### AIM OF THE TASK:
Pick every line from the data that holds the word "ContentType".

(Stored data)
——————————

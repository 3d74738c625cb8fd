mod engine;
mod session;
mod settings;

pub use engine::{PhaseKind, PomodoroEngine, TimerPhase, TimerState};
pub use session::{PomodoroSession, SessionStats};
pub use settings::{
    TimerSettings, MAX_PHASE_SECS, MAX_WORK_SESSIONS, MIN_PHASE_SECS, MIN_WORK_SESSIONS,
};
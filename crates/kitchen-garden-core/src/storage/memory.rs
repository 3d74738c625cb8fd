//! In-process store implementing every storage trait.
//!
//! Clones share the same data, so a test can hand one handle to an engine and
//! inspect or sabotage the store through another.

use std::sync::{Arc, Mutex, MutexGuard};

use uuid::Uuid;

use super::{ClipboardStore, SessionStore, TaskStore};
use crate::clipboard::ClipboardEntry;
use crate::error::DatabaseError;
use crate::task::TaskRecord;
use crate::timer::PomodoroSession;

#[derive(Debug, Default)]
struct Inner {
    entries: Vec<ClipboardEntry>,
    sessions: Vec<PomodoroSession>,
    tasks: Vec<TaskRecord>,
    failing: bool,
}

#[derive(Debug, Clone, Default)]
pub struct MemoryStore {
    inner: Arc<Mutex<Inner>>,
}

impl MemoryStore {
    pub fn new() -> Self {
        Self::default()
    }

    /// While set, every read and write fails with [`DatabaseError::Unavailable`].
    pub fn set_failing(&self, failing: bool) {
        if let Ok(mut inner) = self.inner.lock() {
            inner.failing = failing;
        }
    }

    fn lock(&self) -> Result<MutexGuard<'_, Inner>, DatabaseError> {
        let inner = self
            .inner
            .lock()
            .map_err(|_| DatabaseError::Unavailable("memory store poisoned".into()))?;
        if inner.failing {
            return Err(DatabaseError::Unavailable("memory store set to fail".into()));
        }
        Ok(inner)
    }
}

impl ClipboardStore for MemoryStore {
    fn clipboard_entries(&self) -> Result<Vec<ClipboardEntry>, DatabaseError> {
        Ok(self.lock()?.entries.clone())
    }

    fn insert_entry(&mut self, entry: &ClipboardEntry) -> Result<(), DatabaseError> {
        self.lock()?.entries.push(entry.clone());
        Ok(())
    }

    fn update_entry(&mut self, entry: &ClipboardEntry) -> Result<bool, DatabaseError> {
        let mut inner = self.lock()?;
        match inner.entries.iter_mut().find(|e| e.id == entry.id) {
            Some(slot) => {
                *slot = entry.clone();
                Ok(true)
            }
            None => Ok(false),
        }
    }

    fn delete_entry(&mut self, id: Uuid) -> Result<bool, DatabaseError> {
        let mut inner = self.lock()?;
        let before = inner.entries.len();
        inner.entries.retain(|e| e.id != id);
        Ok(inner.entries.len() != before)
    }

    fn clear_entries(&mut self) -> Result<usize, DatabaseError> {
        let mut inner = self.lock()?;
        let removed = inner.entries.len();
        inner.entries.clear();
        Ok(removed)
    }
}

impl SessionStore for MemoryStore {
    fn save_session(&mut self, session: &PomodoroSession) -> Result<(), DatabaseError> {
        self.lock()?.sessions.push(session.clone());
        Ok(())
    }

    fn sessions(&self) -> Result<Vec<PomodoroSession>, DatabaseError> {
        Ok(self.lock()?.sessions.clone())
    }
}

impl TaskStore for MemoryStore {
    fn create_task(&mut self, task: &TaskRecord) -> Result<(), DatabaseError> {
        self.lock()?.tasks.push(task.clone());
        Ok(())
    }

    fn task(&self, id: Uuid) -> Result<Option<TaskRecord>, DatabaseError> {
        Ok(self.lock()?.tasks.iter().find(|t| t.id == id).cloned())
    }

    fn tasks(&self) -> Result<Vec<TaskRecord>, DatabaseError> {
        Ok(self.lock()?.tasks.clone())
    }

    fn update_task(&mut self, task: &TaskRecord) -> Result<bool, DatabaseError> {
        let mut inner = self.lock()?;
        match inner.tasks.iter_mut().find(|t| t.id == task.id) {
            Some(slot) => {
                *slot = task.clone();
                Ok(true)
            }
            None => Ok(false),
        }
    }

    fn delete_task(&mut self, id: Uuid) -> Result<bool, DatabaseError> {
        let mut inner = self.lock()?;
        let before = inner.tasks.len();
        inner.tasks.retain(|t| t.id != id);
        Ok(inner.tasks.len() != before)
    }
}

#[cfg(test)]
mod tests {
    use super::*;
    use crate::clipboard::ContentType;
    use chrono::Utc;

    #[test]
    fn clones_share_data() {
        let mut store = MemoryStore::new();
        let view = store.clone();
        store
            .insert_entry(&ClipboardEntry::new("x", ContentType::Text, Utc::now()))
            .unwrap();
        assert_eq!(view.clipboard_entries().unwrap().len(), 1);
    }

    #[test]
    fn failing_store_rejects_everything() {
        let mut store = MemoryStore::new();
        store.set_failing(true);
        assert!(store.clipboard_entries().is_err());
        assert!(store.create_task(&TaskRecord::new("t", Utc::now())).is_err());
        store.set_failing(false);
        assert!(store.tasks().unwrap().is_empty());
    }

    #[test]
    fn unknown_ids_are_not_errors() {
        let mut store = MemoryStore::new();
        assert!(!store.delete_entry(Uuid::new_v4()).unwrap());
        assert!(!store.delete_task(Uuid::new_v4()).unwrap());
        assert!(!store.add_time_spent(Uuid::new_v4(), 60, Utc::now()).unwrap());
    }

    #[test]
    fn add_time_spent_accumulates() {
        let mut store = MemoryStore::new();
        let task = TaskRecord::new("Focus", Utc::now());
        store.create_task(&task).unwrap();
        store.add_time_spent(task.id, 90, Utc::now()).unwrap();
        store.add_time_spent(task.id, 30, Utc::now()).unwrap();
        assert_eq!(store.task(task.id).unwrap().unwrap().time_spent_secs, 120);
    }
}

——————————

### RESULT OF THE EXERCISE:
    use crate::clipboard::ContentType;
            .insert_entry(&ClipboardEntry::new("x", ContentType::Text, Utc::now()))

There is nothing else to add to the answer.